GIVEN RECORDS:
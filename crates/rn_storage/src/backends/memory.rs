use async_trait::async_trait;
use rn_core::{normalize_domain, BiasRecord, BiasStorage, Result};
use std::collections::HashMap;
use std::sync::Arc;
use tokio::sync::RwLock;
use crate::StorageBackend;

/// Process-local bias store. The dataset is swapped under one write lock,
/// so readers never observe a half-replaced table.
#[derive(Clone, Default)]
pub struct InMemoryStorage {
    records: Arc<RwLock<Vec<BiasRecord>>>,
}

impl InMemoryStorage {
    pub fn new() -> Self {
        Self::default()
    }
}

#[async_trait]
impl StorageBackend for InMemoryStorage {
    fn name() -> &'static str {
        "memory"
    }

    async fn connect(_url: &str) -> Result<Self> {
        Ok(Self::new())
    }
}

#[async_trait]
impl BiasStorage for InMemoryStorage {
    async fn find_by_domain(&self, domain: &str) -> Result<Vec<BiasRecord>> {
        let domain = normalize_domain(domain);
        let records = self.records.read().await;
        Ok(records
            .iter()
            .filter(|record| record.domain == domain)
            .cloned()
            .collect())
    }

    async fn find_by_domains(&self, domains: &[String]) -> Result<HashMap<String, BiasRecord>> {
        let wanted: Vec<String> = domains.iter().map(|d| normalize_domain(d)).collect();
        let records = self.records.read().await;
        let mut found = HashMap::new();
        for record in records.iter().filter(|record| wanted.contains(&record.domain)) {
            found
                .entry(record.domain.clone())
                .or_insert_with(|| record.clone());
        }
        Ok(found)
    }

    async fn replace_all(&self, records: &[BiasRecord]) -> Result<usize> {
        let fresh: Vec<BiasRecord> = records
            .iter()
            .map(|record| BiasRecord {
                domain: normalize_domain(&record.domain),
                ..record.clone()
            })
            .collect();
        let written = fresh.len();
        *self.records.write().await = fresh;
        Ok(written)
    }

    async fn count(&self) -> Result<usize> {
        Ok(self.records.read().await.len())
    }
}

WHAT YOU ARE ASKED TO DO:
Within the material, how many lines hold the word "fresh"? Only the number is needed.

SOLUTION TO THIS EXERCISE:
3